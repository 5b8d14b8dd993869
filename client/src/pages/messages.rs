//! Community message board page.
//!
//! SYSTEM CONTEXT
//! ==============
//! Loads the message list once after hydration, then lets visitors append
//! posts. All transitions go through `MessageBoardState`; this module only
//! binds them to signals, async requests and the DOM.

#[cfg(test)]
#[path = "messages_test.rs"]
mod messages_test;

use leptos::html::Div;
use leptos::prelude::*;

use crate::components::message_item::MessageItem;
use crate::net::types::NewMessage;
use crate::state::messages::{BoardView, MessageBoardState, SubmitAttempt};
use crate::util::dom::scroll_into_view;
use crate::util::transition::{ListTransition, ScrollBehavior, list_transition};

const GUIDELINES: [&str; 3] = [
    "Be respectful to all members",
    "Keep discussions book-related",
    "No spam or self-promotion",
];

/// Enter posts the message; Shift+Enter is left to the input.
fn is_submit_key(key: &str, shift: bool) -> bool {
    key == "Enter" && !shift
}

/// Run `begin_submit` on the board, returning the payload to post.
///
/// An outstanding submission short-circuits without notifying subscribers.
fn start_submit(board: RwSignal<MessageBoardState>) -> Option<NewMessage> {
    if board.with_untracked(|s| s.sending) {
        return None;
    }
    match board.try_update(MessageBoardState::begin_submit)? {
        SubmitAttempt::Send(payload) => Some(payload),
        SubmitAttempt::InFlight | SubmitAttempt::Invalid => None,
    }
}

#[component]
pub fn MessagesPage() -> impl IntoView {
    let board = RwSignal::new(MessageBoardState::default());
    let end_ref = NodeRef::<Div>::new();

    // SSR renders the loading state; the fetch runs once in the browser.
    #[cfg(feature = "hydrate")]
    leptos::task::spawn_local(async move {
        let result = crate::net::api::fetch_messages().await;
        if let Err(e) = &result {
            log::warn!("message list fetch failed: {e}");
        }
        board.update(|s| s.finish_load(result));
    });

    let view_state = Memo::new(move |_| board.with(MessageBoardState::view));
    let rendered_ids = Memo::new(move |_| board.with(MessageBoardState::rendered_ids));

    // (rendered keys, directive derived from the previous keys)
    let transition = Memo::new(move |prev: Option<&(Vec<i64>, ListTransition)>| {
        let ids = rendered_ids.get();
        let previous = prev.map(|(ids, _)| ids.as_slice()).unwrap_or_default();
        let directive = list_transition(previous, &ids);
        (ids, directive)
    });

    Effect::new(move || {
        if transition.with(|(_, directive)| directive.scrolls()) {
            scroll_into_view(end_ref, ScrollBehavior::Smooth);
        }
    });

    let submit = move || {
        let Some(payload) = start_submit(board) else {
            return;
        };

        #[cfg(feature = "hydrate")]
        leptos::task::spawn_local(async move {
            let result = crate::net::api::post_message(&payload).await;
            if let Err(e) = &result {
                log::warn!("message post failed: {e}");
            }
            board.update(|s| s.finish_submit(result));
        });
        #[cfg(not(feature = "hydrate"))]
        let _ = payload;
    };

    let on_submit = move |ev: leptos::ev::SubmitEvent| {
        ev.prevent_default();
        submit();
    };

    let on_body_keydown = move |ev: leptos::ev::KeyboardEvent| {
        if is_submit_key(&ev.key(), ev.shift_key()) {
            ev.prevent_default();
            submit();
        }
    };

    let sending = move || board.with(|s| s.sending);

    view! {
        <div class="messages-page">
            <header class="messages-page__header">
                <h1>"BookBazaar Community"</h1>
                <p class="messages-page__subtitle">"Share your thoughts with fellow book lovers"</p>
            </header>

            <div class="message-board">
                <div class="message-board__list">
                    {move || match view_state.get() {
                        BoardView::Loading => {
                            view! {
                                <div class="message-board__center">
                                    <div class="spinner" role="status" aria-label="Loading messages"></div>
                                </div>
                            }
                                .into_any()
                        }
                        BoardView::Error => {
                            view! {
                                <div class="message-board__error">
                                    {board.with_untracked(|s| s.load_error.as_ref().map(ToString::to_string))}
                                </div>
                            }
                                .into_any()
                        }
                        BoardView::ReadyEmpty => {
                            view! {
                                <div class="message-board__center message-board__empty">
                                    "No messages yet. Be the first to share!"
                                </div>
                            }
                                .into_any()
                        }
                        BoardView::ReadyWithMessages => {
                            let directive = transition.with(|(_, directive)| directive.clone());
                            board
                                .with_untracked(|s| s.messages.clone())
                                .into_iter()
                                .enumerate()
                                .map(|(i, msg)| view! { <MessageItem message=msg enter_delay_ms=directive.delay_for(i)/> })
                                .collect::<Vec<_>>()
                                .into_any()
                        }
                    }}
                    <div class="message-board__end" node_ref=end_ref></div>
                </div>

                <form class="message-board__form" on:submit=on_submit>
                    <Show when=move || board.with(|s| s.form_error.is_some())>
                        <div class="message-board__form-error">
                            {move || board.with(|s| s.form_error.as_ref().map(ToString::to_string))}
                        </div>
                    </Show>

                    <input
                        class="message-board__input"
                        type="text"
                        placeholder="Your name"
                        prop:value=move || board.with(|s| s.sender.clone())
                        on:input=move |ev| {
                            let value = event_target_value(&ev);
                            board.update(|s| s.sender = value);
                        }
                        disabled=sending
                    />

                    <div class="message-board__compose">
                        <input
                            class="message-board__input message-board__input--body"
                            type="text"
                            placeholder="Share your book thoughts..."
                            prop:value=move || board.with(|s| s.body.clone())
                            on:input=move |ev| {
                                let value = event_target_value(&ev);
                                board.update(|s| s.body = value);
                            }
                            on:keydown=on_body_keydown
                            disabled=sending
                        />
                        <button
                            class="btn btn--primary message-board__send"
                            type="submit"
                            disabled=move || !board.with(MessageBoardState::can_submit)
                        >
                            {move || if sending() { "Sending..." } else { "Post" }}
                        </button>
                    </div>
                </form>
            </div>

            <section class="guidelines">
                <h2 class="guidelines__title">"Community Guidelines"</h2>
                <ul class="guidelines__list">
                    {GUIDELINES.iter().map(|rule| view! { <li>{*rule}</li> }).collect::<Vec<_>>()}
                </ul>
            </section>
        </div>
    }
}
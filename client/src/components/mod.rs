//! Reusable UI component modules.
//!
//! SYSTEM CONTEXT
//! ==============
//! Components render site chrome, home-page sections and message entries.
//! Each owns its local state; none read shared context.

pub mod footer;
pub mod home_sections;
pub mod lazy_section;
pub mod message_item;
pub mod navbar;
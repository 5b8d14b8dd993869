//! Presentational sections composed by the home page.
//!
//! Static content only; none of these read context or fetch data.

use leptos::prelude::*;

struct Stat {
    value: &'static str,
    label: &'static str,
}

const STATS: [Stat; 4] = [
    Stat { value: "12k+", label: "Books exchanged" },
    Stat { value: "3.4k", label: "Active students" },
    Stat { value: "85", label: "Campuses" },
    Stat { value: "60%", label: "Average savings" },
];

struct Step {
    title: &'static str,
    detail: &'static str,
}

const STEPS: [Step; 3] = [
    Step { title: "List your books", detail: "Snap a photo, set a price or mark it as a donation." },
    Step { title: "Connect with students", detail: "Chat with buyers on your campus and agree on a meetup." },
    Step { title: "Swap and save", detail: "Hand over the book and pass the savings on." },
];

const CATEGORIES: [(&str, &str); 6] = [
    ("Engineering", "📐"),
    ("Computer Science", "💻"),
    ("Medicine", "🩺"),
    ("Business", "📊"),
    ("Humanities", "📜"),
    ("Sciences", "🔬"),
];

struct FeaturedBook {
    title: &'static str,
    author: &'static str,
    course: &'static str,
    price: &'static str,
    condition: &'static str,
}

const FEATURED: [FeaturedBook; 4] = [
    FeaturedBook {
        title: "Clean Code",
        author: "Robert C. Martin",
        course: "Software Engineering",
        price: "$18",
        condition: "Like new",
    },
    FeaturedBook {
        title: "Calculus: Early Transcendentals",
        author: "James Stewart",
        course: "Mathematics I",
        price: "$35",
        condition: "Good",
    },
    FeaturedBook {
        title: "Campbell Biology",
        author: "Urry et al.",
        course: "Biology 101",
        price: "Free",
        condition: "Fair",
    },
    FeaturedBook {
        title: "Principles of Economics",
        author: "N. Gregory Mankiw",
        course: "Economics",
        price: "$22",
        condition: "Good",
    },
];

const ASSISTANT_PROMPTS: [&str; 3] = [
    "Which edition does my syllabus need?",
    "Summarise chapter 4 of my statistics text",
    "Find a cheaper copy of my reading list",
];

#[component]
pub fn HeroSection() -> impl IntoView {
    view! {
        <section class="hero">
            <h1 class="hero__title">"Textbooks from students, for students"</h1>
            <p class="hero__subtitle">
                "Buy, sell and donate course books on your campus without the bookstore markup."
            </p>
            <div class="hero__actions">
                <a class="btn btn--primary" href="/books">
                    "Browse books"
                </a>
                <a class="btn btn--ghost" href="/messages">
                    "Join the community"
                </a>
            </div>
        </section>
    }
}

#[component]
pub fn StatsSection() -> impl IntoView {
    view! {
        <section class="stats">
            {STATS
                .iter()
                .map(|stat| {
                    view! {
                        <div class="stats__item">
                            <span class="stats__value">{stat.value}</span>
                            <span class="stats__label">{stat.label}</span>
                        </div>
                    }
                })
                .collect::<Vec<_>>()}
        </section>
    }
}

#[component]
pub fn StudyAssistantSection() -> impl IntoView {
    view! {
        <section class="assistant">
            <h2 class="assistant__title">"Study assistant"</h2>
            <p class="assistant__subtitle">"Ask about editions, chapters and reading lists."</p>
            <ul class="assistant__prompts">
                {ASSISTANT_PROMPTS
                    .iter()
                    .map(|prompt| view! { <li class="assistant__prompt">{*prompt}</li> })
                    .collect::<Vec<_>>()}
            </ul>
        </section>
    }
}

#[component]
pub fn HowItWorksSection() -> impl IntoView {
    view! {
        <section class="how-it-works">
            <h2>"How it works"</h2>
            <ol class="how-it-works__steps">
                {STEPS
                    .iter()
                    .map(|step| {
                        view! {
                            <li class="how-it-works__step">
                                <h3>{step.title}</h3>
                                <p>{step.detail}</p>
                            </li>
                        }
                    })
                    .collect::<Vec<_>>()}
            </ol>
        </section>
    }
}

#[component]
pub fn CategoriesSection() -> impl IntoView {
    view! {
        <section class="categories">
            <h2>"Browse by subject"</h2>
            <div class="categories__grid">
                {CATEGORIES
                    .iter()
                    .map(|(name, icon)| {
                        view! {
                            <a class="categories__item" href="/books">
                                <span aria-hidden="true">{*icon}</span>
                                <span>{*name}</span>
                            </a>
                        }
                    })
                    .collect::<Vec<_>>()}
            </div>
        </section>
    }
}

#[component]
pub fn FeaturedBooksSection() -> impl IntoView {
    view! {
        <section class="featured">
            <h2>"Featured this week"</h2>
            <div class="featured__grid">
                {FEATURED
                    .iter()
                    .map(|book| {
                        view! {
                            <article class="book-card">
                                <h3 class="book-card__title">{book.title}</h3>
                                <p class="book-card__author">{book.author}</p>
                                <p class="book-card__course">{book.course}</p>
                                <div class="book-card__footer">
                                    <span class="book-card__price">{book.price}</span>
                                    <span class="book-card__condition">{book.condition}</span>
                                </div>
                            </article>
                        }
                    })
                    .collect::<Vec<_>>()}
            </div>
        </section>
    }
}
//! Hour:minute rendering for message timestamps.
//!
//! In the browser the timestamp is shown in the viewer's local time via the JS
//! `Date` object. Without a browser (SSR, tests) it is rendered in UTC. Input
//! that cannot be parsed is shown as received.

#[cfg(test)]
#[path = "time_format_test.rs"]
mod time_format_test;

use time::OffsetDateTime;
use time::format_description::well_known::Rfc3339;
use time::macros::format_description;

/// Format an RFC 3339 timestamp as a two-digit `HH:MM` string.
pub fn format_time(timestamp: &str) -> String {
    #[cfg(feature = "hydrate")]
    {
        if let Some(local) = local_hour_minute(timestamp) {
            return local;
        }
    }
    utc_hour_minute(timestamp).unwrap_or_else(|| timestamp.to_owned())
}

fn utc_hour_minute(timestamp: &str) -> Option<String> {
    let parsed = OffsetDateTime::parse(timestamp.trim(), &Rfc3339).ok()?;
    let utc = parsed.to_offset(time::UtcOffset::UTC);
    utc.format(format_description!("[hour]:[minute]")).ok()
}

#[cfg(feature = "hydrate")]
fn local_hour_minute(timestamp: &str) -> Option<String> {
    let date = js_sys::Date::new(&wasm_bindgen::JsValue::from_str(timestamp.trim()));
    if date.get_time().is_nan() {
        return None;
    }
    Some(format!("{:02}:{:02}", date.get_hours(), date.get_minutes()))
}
# # # # #
** What is expected **
Search the listing for the string "sender". Copy each line where it is found.

** Written answer **
                        prop:value=move || board.with(|s| s.sender.clone())
                            board.update(|s| s.sender = value);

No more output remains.